Cardiotoxicity Induced by Anticancer Therapies: A Call for Integrated Cardio-Oncology Practice

Abstract

The introduction of novel oncologic therapies, including targeted agents, immunotherapies, and antibody-drug conjugates, has transformed the therapeutic landscape of cancer care. This evolution has resulted in a dual clinical scenario; while survival outcomes have markedly improved, leading to a growing population of long-term cancer survivors, an increasing incidence of previously unrecognized treatment-related toxicities has emerged. Among these, cardiovascular adverse events represent some of the most prevalent and clinically significant complications observed in both conventional chemotherapy and modern therapeutic regimens. Cardiotoxicity has become a major concern, with the potential to adversely affect not only cardiovascular health but also the continuity and efficacy of oncologic treatments, thereby impacting overall survival. This opinion paper synthesizes current evidence, identifies critical gaps in knowledge, and advocates for a multidisciplinary, evidence-based framework to guide the prevention, early detection, and optimal management of cardiotoxicity associated with anticancer therapies.

Keywords: anticancer drugs; cardio-oncology; cardiotoxicity; chemotherapy-induced cardiotoxicity; immunotherapy; targeted therapy.

Figure 1

Molecular mechanisms of anthracycline-induced cardiotoxicity.
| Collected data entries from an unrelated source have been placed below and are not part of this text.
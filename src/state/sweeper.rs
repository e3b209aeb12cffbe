//! Background expiry of abandoned conversations.

use super::registry::FlowStateRegistry;
use std::sync::Arc;
use std::time::Duration;
use tokio::task::JoinHandle;
use tracing::info;

/// Drop every entry idle for longer than `ttl`. Returns the number removed.
pub fn sweep_expired(registry: &FlowStateRegistry, ttl: Duration) -> usize {
    let mut removed = 0;

    for map in registry.tracked_maps() {
        let keys = map.purge_idle(ttl);
        if map.name() == registry.vehicles.name() {
            for key in &keys {
                registry.photo_batches.cancel(key);
            }
        }
        removed += keys.len();
    }

    removed
}

pub fn spawn_expiry_sweep(
    registry: Arc<FlowStateRegistry>,
    ttl: Duration,
    period: Duration,
) -> JoinHandle<()> {
    tokio::spawn(async move {
        let mut interval = tokio::time::interval(period);
        interval.set_missed_tick_behavior(tokio::time::MissedTickBehavior::Skip);

        loop {
            interval.tick().await;

            let removed = sweep_expired(&registry, ttl);
            if removed > 0 {
                info!("🧹 Expired {} idle conversation states", removed);
            }
        }
    })
}

#[cfg(test)]
mod tests {
    use super::*;
    use crate::flows::vehicle::{RegistrationMode, VehicleRecord};
    use crate::state::{AwaitingFlow, ConversationId, Pending};

    #[tokio::test(start_paused = true)]
    async fn test_sweep_drops_only_idle_state() {
        let registry = Arc::new(FlowStateRegistry::new(Duration::from_secs(2)));
        let idle = ConversationId::new(1, None, Some(1));
        let busy = ConversationId::new(2, None, Some(2));

        registry
            .awaiting(AwaitingFlow::PaymentData)
            .set(&idle, Pending::Policy("P1".into()));
        registry
            .vehicles
            .set(&idle, VehicleRecord::new(RegistrationMode::Ocr));
        registry.photo_batches.schedule(idle.user_key(), || async {});

        tokio::time::advance(Duration::from_secs(25 * 60)).await;
        registry
            .awaiting(AwaitingFlow::SaveData)
            .set(&busy, Pending::Fresh);
        tokio::time::advance(Duration::from_secs(10 * 60)).await;

        let removed = sweep_expired(&registry, Duration::from_secs(30 * 60));

        assert_eq!(removed, 2);
        assert!(!registry.vehicles.has(&idle));
        assert!(!registry.photo_batches.is_pending(&idle.user_key()));
        assert!(registry.awaiting(AwaitingFlow::SaveData).has(&busy));
    }

    #[tokio::test(start_paused = true)]
    async fn test_background_sweep_runs_periodically() {
        let registry = Arc::new(FlowStateRegistry::new(Duration::from_secs(2)));
        let id = ConversationId::new(1, None, Some(1));
        registry
            .awaiting(AwaitingFlow::SaveData)
            .set(&id, Pending::Fresh);

        let handle = spawn_expiry_sweep(
            Arc::clone(&registry),
            Duration::from_secs(60),
            Duration::from_secs(30),
        );
        tokio::time::sleep(Duration::from_secs(95)).await;

        assert!(!registry.awaiting(AwaitingFlow::SaveData).has(&id));
        handle.abort();
    }
}
//! Collaborators the flows talk to, behind narrow traits.

pub mod circuit_breaker;
pub mod messenger;
pub mod storage;
pub mod store;
pub mod vision;

pub use messenger::{Button, FileKind, IncomingFile, MessageRef, Messenger, Reply};
pub use storage::{object_key, LocalObjectStorage, ObjectStorage, StoredObject};
pub use store::{Policy, PolicyStore, Vehicle, VehicleStore};
pub use vision::{DocumentKind, ExtractedFields, OpenAiVision, VisionService};
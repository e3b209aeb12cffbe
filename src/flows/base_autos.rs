//! Router for the Base de Autos umbrella: vehicle registration and
//! policy assignment share one entry point for text and files.

use super::assignment::PolicyAssignmentFlow;
use super::vehicle::VehicleRegistrationFlow;
use super::FlowDeps;
use crate::error::FlowResult;
use crate::services::IncomingFile;
use crate::state::{BaseAutosKind, ConversationId, FlowContext, FlowEntity};
use std::sync::Arc;
use tracing::debug;

pub struct BaseAutosRouter {
    deps: FlowDeps,
    vehicles: Arc<VehicleRegistrationFlow>,
    assignments: Arc<PolicyAssignmentFlow>,
}

impl BaseAutosRouter {
    pub fn new(
        deps: FlowDeps,
        vehicles: Arc<VehicleRegistrationFlow>,
        assignments: Arc<PolicyAssignmentFlow>,
    ) -> Self {
        Self {
            deps,
            vehicles,
            assignments,
        }
    }

    /// Gated on the sub-flow records themselves. The umbrella marker ages
    /// on its own and is put back if a sweep dropped it mid-flow.
    fn is_active(&self, id: &ConversationId) -> bool {
        let registry = &self.deps.registry;
        let kind = if registry.vehicles.has(id) {
            BaseAutosKind::Registration
        } else if registry.assignments.has(id) {
            BaseAutosKind::Assignment
        } else {
            self.release_if_idle(id);
            return false;
        };

        if !registry.flow_state.has_state(id, FlowEntity::BaseAutos) {
            debug!("Base de Autos marker restored for {}", id);
        }
        registry
            .flow_state
            .save_state(id, FlowContext::BaseAutos(kind));
        true
    }

    /// Drop the umbrella marker when neither sub-flow holds a record any more.
    fn release_if_idle(&self, id: &ConversationId) {
        if self.deps.registry.release_base_autos_if_idle(id) {
            debug!("Base de Autos released for {}", id);
        }
    }

    pub async fn route_text(&self, id: &ConversationId, text: &str) -> FlowResult<bool> {
        if !self.is_active(id) {
            return Ok(false);
        }

        let handled = if self.vehicles.process_text(id, text).await? {
            true
        } else {
            self.assignments.process_text(id, text).await?
        };
        if !handled {
            self.release_if_idle(id);
        }
        Ok(handled)
    }

    pub async fn route_file(&self, id: &ConversationId, file: &IncomingFile) -> FlowResult<bool> {
        if !self.is_active(id) {
            return Ok(false);
        }

        let handled = if self.vehicles.accepts_files(id) {
            self.vehicles.process_file(id, file).await?
        } else if self.assignments.accepts_document(id) {
            self.assignments.process_document(id, file).await?
        } else {
            false
        };
        if !handled {
            self.release_if_idle(id);
        }
        Ok(handled)
    }
}
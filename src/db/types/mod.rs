mod records;
mod status;

pub use records::*;
pub use status::*;
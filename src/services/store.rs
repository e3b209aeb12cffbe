//! Persistence contracts consumed by the flows.

use crate::db::entities::{policies, vehicles};
use crate::db::types::{Payment, Service, UploadedFile};
use crate::domain::policy::NewPolicy;
use crate::domain::vehicle::VehicleDraft;
use crate::error::StoreError;
use async_trait::async_trait;
use chrono::NaiveTime;

pub type Policy = policies::Model;
pub type Vehicle = vehicles::Model;

#[async_trait]
pub trait PolicyStore: Send + Sync {
    /// Active policy with this number. Deleted policies are not returned.
    async fn find_policy_by_number(&self, number: &str) -> Result<Option<Policy>, StoreError>;

    /// Fails with `DuplicatePolicy` when the number exists (even if deleted)
    /// and with `Validation` when a required field is empty.
    async fn save_policy(&self, data: NewPolicy) -> Result<Policy, StoreError>;

    /// Soft delete. `None` when there is no active policy with this number.
    async fn mark_policy_deleted(
        &self,
        number: &str,
        reason: &str,
    ) -> Result<Option<Policy>, StoreError>;

    async fn add_payment(&self, number: &str, payment: Payment) -> Result<Policy, StoreError>;

    async fn add_service(&self, number: &str, service: Service) -> Result<Policy, StoreError>;

    async fn set_service_contact_time(
        &self,
        number: &str,
        expediente: &str,
        time: NaiveTime,
    ) -> Result<(), StoreError>;

    async fn update_phone(&self, number: &str, phone: &str) -> Result<(), StoreError>;

    async fn attach_file(&self, number: &str, file: UploadedFile) -> Result<(), StoreError>;
}

#[async_trait]
pub trait VehicleStore: Send + Sync {
    /// Insert the vehicle together with its photos.
    /// Fails with `DuplicateVehicle` when the serie or the plates are taken.
    async fn register_vehicle(
        &self,
        draft: VehicleDraft,
        owner_user_id: i64,
        photos: Vec<UploadedFile>,
    ) -> Result<Vehicle, StoreError>;

    async fn find_vehicle(&self, vehicle_id: i32) -> Result<Option<Vehicle>, StoreError>;

    /// Oldest first.
    async fn vehicles_without_policy(&self, limit: u64) -> Result<Vec<Vehicle>, StoreError>;

    /// Save `data` and link it to the vehicle in one transaction. Nothing is
    /// written when either step fails. `NotFound` when the vehicle is gone or
    /// already has a policy; otherwise the errors of [`PolicyStore::save_policy`].
    async fn assign_new_policy(&self, vehicle_id: i32, data: NewPolicy) -> Result<Policy, StoreError>;
}
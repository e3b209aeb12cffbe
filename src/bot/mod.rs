pub mod callbacks;
pub mod commands;
pub mod middleware;
pub mod transport;

use crate::domain::policy::Coordinates;
use crate::router::MessageRouter;
use crate::services::{FileKind, IncomingFile};
use anyhow::Result;
use std::sync::Arc;
use teloxide::dispatching::{Dispatcher, UpdateFilterExt};
use teloxide::dptree;
use teloxide::prelude::*;
use teloxide::types::{Document, Location, PhotoSize};
use teloxide::utils::command::BotCommands;
use tracing::{debug, info, warn};

pub use commands::{Command, CommandAction};
use middleware::{callback_conversation_id, conversation_id, filter_hybrid_command};

/// Handler result type
type HandlerResult = Result<(), Box<dyn std::error::Error + Send + Sync>>;

pub async fn run(bot: Bot, router: Arc<MessageRouter>) -> Result<()> {
    info!("Starting Telegram Bot...");

    setup_commands(&bot).await;

    let handler_tree = build_handler_tree();

    // Updates of one chat are handled in order; different chats run concurrently
    Dispatcher::builder(bot, handler_tree)
        .dependencies(dptree::deps![router])
        .distribution_function(|update: &Update| update.chat().map(|chat| chat.id))
        .default_handler(|_| async {})
        .enable_ctrlc_handler()
        .build()
        .dispatch()
        .await;

    Ok(())
}

/// Build the update handler tree
fn build_handler_tree(
) -> teloxide::dispatching::UpdateHandler<Box<dyn std::error::Error + Send + Sync + 'static>> {
    let command_handler = Message::filter_text()
        .chain(filter_hybrid_command::<Command, HandlerResult>())
        .endpoint(handle_command);

    let text_handler = Message::filter_text().endpoint(handle_text);
    let photo_handler = Message::filter_photo().endpoint(handle_photo);
    let document_handler = Message::filter_document().endpoint(handle_document);
    let location_handler = Message::filter_location().endpoint(handle_location);

    let message_handler = Update::filter_message()
        .branch(command_handler)
        .branch(text_handler)
        .branch(photo_handler)
        .branch(document_handler)
        .branch(location_handler);

    let callback_handler = Update::filter_callback_query().endpoint(handle_callback);

    dptree::entry()
        .branch(message_handler)
        .branch(callback_handler)
}

async fn handle_command(msg: Message, cmd: Command, router: Arc<MessageRouter>) -> HandlerResult {
    let id = conversation_id(&msg);
    info!("Command {:?} from {}", cmd, id);

    match cmd.action() {
        CommandAction::Menu => router.show_main_menu(&id).await,
        CommandAction::Help => router.show_help(&id, Command::descriptions().to_string()).await,
        CommandAction::Cancel => router.cancel_all(&id).await,
        CommandAction::Start(flow, args) => {
            router.start_flow(flow, &id, args).await;
        }
    }
    Ok(())
}

async fn handle_text(msg: Message, text: String, router: Arc<MessageRouter>) -> HandlerResult {
    let id = conversation_id(&msg);
    if !router.route_text(&id, &text).await {
        debug!("No flow waiting for text from {}", id);
    }
    Ok(())
}

async fn handle_photo(
    msg: Message,
    photos: Vec<PhotoSize>,
    router: Arc<MessageRouter>,
) -> HandlerResult {
    let id = conversation_id(&msg);
    // Telegram sends every resolution; keep the largest
    let Some(largest) = photos.iter().max_by_key(|p| p.width * p.height) else {
        return Ok(());
    };

    let photo = IncomingFile {
        file_id: largest.file.id.0.clone(),
        file_name: None,
        mime_type: None,
        size: Some(u64::from(largest.file.size)),
        kind: FileKind::Photo,
    };
    if !router.route_photo(&id, &photo).await {
        debug!("Ignoring unsolicited photo from {}", id);
    }
    Ok(())
}

async fn handle_document(
    msg: Message,
    document: Document,
    router: Arc<MessageRouter>,
) -> HandlerResult {
    let id = conversation_id(&msg);
    let file = IncomingFile {
        file_id: document.file.id.0.clone(),
        file_name: document.file_name.clone(),
        mime_type: document.mime_type.as_ref().map(|mime| mime.to_string()),
        size: Some(u64::from(document.file.size)),
        kind: FileKind::Document,
    };
    if !router.route_document(&id, &file).await {
        debug!("Ignoring unsolicited document from {}", id);
    }
    Ok(())
}

async fn handle_location(
    msg: Message,
    location: Location,
    router: Arc<MessageRouter>,
) -> HandlerResult {
    let id = conversation_id(&msg);
    let at = Coordinates {
        lat: location.latitude,
        lon: location.longitude,
    };
    if !router.route_location(&id, at).await {
        debug!("Ignoring unsolicited location from {}", id);
    }
    Ok(())
}

async fn handle_callback(q: CallbackQuery, router: Arc<MessageRouter>) -> HandlerResult {
    let Some(id) = callback_conversation_id(&q) else {
        warn!("Callback {} without an accessible message", q.id.0);
        return Ok(());
    };
    let data = q.data.as_deref().unwrap_or_default();
    router.route_callback(&id, &q.id.0, data).await;
    Ok(())
}

/// Register the command list shown by Telegram clients
async fn setup_commands(bot: &Bot) {
    if let Err(e) = bot.set_my_commands(Command::bot_commands()).await {
        warn!("Failed to set commands: {:#}", e);
    } else {
        info!("✅ Commands registered");
    }
}
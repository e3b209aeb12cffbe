//! Inline button vocabulary.
//!
//! Every button the bot renders carries one of these actions as its
//! callback data, so a press is always parsed back into a closed set.

use crate::domain::vehicle::VehicleField;
use crate::flows::FlowName;
use std::fmt;

#[derive(Clone, Copy, Debug, PartialEq, Eq)]
pub enum VehicleAction {
    Confirm,
    Correct,
    Finalize,
    RetryCard,
    SwitchToManual,
    Edit(VehicleField),
}

#[derive(Clone, Debug, PartialEq, Eq)]
pub enum CallbackAction {
    MainMenu,
    StartFlow {
        flow: FlowName,
        arg: Option<String>,
        ocr: bool,
    },
    CancelFlow(FlowName),
    Vehicle(VehicleAction),
    /// `true` confirms the issue date, `false` asks for it again
    IssueDate(bool),
    /// Type origin and destination instead of sending locations
    OccupyAsText,
}

impl CallbackAction {
    pub fn start(flow: FlowName) -> Self {
        CallbackAction::StartFlow {
            flow,
            arg: None,
            ocr: false,
        }
    }

    pub fn start_with(flow: FlowName, arg: impl Into<String>) -> Self {
        CallbackAction::StartFlow {
            flow,
            arg: Some(arg.into()),
            ocr: false,
        }
    }

    pub fn parse(data: &str) -> Option<Self> {
        let parts: Vec<&str> = data.split(':').collect();
        let action = match parts.as_slice() {
            ["menu", "main"] => CallbackAction::MainMenu,
            ["flow", "start", flow, rest @ ..] => {
                let flow = FlowName::from_slug(flow)?;
                let (ocr, rest) = match rest {
                    [head @ .., "ocr"] => (true, head),
                    _ => (false, rest),
                };
                let arg = match rest {
                    [] => None,
                    [arg] if !arg.is_empty() => Some(arg.to_string()),
                    _ => return None,
                };
                CallbackAction::StartFlow { flow, arg, ocr }
            }
            ["flow", "cancel", flow] => CallbackAction::CancelFlow(FlowName::from_slug(flow)?),
            ["vehiculo", "confirmar"] => CallbackAction::Vehicle(VehicleAction::Confirm),
            ["vehiculo", "corregir"] => CallbackAction::Vehicle(VehicleAction::Correct),
            ["vehiculo", "finalizar"] => CallbackAction::Vehicle(VehicleAction::Finalize),
            ["vehiculo", "reintentar"] => CallbackAction::Vehicle(VehicleAction::RetryCard),
            ["vehiculo", "manual"] => CallbackAction::Vehicle(VehicleAction::SwitchToManual),
            ["vehiculo", "editar", field] => {
                CallbackAction::Vehicle(VehicleAction::Edit(VehicleField::from_key(field)?))
            }
            ["asignar", "fecha", "confirmar"] => CallbackAction::IssueDate(true),
            ["asignar", "fecha", "cambiar"] => CallbackAction::IssueDate(false),
            ["ocupar", "texto"] => CallbackAction::OccupyAsText,
            _ => return None,
        };
        Some(action)
    }
}

impl fmt::Display for CallbackAction {
    fn fmt(&self, f: &mut fmt::Formatter<'_>) -> fmt::Result {
        match self {
            CallbackAction::MainMenu => f.write_str("menu:main"),
            CallbackAction::StartFlow { flow, arg, ocr } => {
                write!(f, "flow:start:{}", flow)?;
                if let Some(arg) = arg {
                    write!(f, ":{}", arg)?;
                }
                if *ocr {
                    f.write_str(":ocr")?;
                }
                Ok(())
            }
            CallbackAction::CancelFlow(flow) => write!(f, "flow:cancel:{}", flow),
            CallbackAction::Vehicle(action) => match action {
                VehicleAction::Confirm => f.write_str("vehiculo:confirmar"),
                VehicleAction::Correct => f.write_str("vehiculo:corregir"),
                VehicleAction::Finalize => f.write_str("vehiculo:finalizar"),
                VehicleAction::RetryCard => f.write_str("vehiculo:reintentar"),
                VehicleAction::SwitchToManual => f.write_str("vehiculo:manual"),
                VehicleAction::Edit(field) => write!(f, "vehiculo:editar:{}", field.key()),
            },
            CallbackAction::IssueDate(true) => f.write_str("asignar:fecha:confirmar"),
            CallbackAction::IssueDate(false) => f.write_str("asignar:fecha:cambiar"),
            CallbackAction::OccupyAsText => f.write_str("ocupar:texto"),
        }
    }
}
//! `/upload`: attach photos and PDFs to a policy.

use super::{cancel_button, cancel_flat_flow, flat_flow_active, invariant, FlowArgs, FlowDeps, FlowHandler, FlowName, StartOutcome};
use crate::bot::callbacks::CallbackAction;
use crate::domain::policy::normalize_policy_number;
use crate::error::FlowResult;
use crate::services::{IncomingFile, Reply};
use crate::state::{AwaitingFlow, ConversationId, Pending};
use async_trait::async_trait;
use std::collections::HashMap;
use tracing::info;

pub struct UploadFilesFlow {
    deps: FlowDeps,
}

impl UploadFilesFlow {
    pub fn new(deps: FlowDeps) -> Self {
        Self { deps }
    }

    async fn ask_files(&self, id: &ConversationId, number: &str) -> FlowResult<()> {
        self.deps
            .say(
                id,
                Reply::text(format!(
                    "📎 Envía fotos o PDFs para la póliza {}. Cuando termines, pulsa Listo.",
                    number
                ))
                .button("✅ Listo", CallbackAction::CancelFlow(self.name())),
            )
            .await?;
        Ok(())
    }
}

#[async_trait]
impl FlowHandler for UploadFilesFlow {
    fn name(&self) -> FlowName {
        FlowName::UploadFiles
    }

    fn is_active(&self, id: &ConversationId) -> bool {
        flat_flow_active(&self.deps.registry, self.name(), id)
    }

    async fn start(&self, id: &ConversationId, args: FlowArgs) -> FlowResult<StartOutcome> {
        if let Some(number) = self
            .deps
            .policy_for(id, &args)
            .as_deref()
            .and_then(normalize_policy_number)
        {
            self.deps
                .registry
                .awaiting(AwaitingFlow::UploadFiles)
                .set(id, Pending::Policy(number.clone()));
            self.ask_files(id, &number).await?;
            return Ok(StartOutcome::Started);
        }

        self.deps
            .registry
            .awaiting(AwaitingFlow::UploadNumber)
            .set(id, Pending::Fresh);
        self.deps
            .say(
                id,
                Reply::text("📎 Escribe el número de póliza a la que subirás archivos:")
                    .row(vec![cancel_button(self.name())]),
            )
            .await?;
        Ok(StartOutcome::Started)
    }

    fn cancel(&self, id: &ConversationId) -> bool {
        cancel_flat_flow(&self.deps.registry, self.name(), id)
    }

    async fn on_text(
        &self,
        id: &ConversationId,
        step: AwaitingFlow,
        _pending: Pending,
        text: &str,
    ) -> FlowResult<()> {
        if step != AwaitingFlow::UploadNumber {
            return Err(invariant(format!("upload flow cannot handle text at {}", step)));
        }
        let Some(number) = normalize_policy_number(text) else {
            self.deps.say(id, "⚠️ Número de póliza inválido. Intenta de nuevo:").await?;
            return Ok(());
        };
        if self.deps.policies.find_policy_by_number(&number).await?.is_none() {
            self.deps
                .say(id, format!("❌ No encontré la póliza {}. Escribe otro número:", number))
                .await?;
            return Ok(());
        }
        if self.deps.advance(
            id,
            AwaitingFlow::UploadNumber,
            AwaitingFlow::UploadFiles,
            Pending::Policy(number.clone()),
        ) {
            self.ask_files(id, &number).await?;
        }
        Ok(())
    }

    async fn on_file(
        &self,
        id: &ConversationId,
        _step: AwaitingFlow,
        pending: Pending,
        file: &IncomingFile,
    ) -> FlowResult<()> {
        let number = pending
            .policy()
            .map(str::to_string)
            .ok_or_else(|| invariant("upload step without a policy"))?;
        if !file.is_image() && !file.is_pdf() {
            self.deps
                .say(id, "⚠️ Solo se aceptan fotos y archivos PDF.")
                .await?;
            return Ok(());
        }

        let metadata = HashMap::from([
            ("policy".to_string(), number.clone()),
            ("uploaded_by".to_string(), id.to_string()),
        ]);
        let uploaded = self
            .deps
            .store_file(file, &format!("polizas/{}", number), metadata)
            .await?;
        let name = uploaded.original_name.clone();
        self.deps.policies.attach_file(&number, uploaded).await?;
        info!("File {} attached to {} by {}", name, number, id);

        self.deps
            .say(id, format!("✅ {} guardado en la póliza {}.", name, number))
            .await?;
        Ok(())
    }
}
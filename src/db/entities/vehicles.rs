use crate::db::types::Attachments;
use sea_orm::entity::prelude::*;
use serde::{Deserialize, Serialize};

#[derive(Clone, Debug, PartialEq, DeriveEntityModel, Deserialize, Serialize)]
#[sea_orm(table_name = "vehicles")]
pub struct Model {
    #[sea_orm(primary_key)]
    pub id: i32,
    #[sea_orm(unique)]
    pub serie: String,
    pub brand: String,
    pub model: String,
    pub year: i32,
    pub color: String,
    #[sea_orm(unique)]
    pub plates: String,
    pub owner_user_id: i64,
    #[sea_orm(column_type = "Json")]
    pub photos: Attachments,
    pub policy_number: Option<String>,
    pub created_at: DateTime,
    pub updated_at: DateTime,
}

#[derive(Copy, Clone, Debug, EnumIter, DeriveRelation)]
pub enum Relation {}

impl ActiveModelBehavior for ActiveModel {}
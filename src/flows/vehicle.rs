//! Vehicle registration for the Base de Autos, by typing every field or
//! by photographing the tarjeta de circulación.

use super::{cancel_button, invariant, FlowArgs, FlowDeps, FlowHandler, FlowName, StartOutcome};
use crate::bot::callbacks::{CallbackAction, VehicleAction};
use crate::db::types::UploadedFile;
use crate::domain::vehicle::{VehicleField, VehicleFields};
use crate::error::{FlowResult, StoreError};
use crate::services::{Button, DocumentKind, ExtractedFields, IncomingFile, MessageRef, Reply};
use crate::state::{BaseAutosKind, ConversationId, FlowContext};
use async_trait::async_trait;
use chrono::{DateTime, Local};
use std::collections::HashMap;
use std::fmt;
use tracing::{debug, error, info, warn};

#[derive(Clone, Copy, Debug, PartialEq, Eq)]
pub enum RegistrationMode {
    Manual,
    Ocr,
}

#[derive(Clone, Copy, Debug, PartialEq, Eq)]
pub enum VehicleState {
    AwaitingCard,
    RetryingCard,
    ConfirmingData,
    AwaitingMissingField,
    EditingField(VehicleField),
    AwaitingPhotos,
    Completed,
}

impl VehicleState {
    pub fn label(&self) -> &'static str {
        match self {
            VehicleState::AwaitingCard => "ESPERANDO_TARJETA",
            VehicleState::RetryingCard => "REINTENTANDO_TARJETA",
            VehicleState::ConfirmingData => "CONFIRMANDO_DATOS",
            VehicleState::AwaitingMissingField => "ESPERANDO_DATO_FALTANTE",
            VehicleState::EditingField(_) => "EDITANDO_CAMPO",
            VehicleState::AwaitingPhotos => "ESPERANDO_FOTOS_VEHICULO",
            VehicleState::Completed => "COMPLETADO",
        }
    }

    fn expects_card(&self) -> bool {
        matches!(self, VehicleState::AwaitingCard | VehicleState::RetryingCard)
    }
}
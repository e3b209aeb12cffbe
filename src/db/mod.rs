//! Database module
pub mod entities;
pub mod repo;
pub mod types;

use crate::error::AppResult;
use sea_orm::{ConnectOptions, Database, DatabaseConnection};
use std::time::Duration;
use tracing::info;

pub async fn establish_connection(database_url: &str) -> AppResult<DatabaseConnection> {
    let mut opt = ConnectOptions::new(database_url);
    opt.max_connections(10)
        .min_connections(1)
        .connect_timeout(Duration::from_secs(8))
        .acquire_timeout(Duration::from_secs(8))
        .sqlx_logging(false);

    let connection = Database::connect(opt).await?;
    info!("Connected to database: {}", database_url);

    Ok(connection)
}
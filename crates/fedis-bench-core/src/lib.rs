// crates/fedis-bench-core/src/lib.rs
// ============================================================================
// Module: Fedis Bench Core Library
// Description: Public API surface for the fedis benchmark harness.
// Purpose: Expose load generation, server lifecycle, records, and gating.
// Dependencies: crate::{protocol, transport, process, load, latency, gate, suite}
// ============================================================================

//! ## Overview
//! Fedis bench core drives a wire-protocol key/value server through
//! closed-loop load: it spawns the server, waits for readiness, measures
//! single- and multi-connection throughput and round-trip latency, reduces
//! repeated runs to medians, persists the results, and gates them against
//! regression limits. Everything is synchronous; concurrency uses scoped
//! threads.

// ============================================================================
// SECTION: Modules
// ============================================================================

pub mod aggregate;
pub mod events;
pub mod gate;
pub mod latency;
pub mod load;
pub mod process;
pub mod protocol;
pub mod readiness;
pub mod record;
pub mod store;
pub mod suite;
pub mod transport;

// ============================================================================
// SECTION: Re-Exports
// ============================================================================

pub use aggregate::AggregateError;
pub use aggregate::RunAggregator;
pub use aggregate::ThroughputResult;
pub use events::BenchEvent;
pub use events::BenchEventSink;
pub use events::FileEventSink;
pub use events::NoopEventSink;
pub use events::OperationKind;
pub use events::Phase;
pub use events::StderrEventSink;
pub use gate::GateError;
pub use gate::GatePass;
pub use gate::GateReport;
pub use gate::MetricBound;
pub use gate::MetricCheck;
pub use latency::LatencyDistribution;
pub use latency::LatencyError;
pub use load::ConcurrentRun;
pub use load::KeyMode;
pub use process::ProcessError;
pub use process::ServerLauncher;
pub use process::ServerProcess;
pub use protocol::Command;
pub use protocol::ProtocolError;
pub use protocol::WireRequest;
pub use readiness::ReadinessError;
pub use readiness::ReadinessPolicy;
pub use readiness::ReadinessProbe;
pub use record::MetricsRecord;
pub use record::QuickThresholds;
pub use record::ThresholdRecord;
pub use store::StoreError;
pub use suite::ConcurrentReport;
pub use suite::HarnessError;
pub use suite::QuickReport;
pub use suite::SuitePlan;
pub use transport::BenchConnection;
pub use transport::Connector;
pub use transport::MeasureError;
pub use transport::TcpConnector;
pub use transport::Transport;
ABCB8, ATP-binding cassette, subfamily B, member 8; CaMKII, calmodulin-dependent protein kinase II; Cyt C, Cytochrome C; DOX, doxorubicin; IL-1, interleukin-1; IL-6, interleukin-6; NLRP3, NOD-, LRR-, and pyrin domain-containing protein 3 (NLRP3), RIPK3, receptor-interacting protein kinase 3; ROS, reactive oxygen species.

Figure 2

Cardiotoxicity associated with anti-VEGF therapy and taxane-based treatment in a 66-year-old woman with hypertension and a history of recurrent ER−/HER2− breast cancer. (A) Baseline strain analysis before starting paclitaxel plus bevacizumab, showing reduced GLS (−14%) with preserved LVEF (55%). (B) ECG during an episode of chest pain and dyspnea in February 2022, with elevated troponin and NT-proBNP, showing negative T waves in lateral leads and ST elevation in V1-V3. (C) Strain imaging at the time of symptoms showed further GLS impairment (−10%) and reduced LVEF (33%) (not explicit in the image). (D) One-year follow-up after heart failure therapy shows full recovery: LVEF 51%, GLS improved to −16%. ECG: electrocardiogram; ER: estrogen receptor; GLS: global longitudinal strain; HER2: human epidermal growth factor receptor 2; LVEF: left ventricular ejection fraction; NT-proBNP: N-terminal pro-B-type natriuretic peptide; VEGF: vascular endothelial growth factor.

Figure 3

Acute coronary syndrome related to fluoropyrimidine and anti-VEGF therapy in a 75-year-old male with colon cancer, previously treated with colectomy followed by FOLFIRI plus bevacizumab and subsequently capecitabine plus bevacizumab. (A) ECG on admission shows inferior STEMI with complete AV block and junctional escape rhythm with Left Bundle Branch Block pattern, which makes it difficult to value ST elevation in inferior leads. (B,C) Echocardiographic strain and myocardial work analysis reveal basal inferior and septal wall akinesia with preserved LVEF (55%). (D) Coronary angiography demonstrates proximal RCA occlusion (arrow), successfully treated with PCI and DES. AV: atrioventricular; DES: drug-eluting stent; ECG: electrocardiogram; FOLFIRI: folinic acid/5-fluorouracil/irinotecan; LVEF: left ventricular ejection fraction; PCI: percutaneous coronary intervention; RCA: right coronary artery; STEMI: ST-elevation myocardial infarction; VEGF: vascular endothelial growth factor.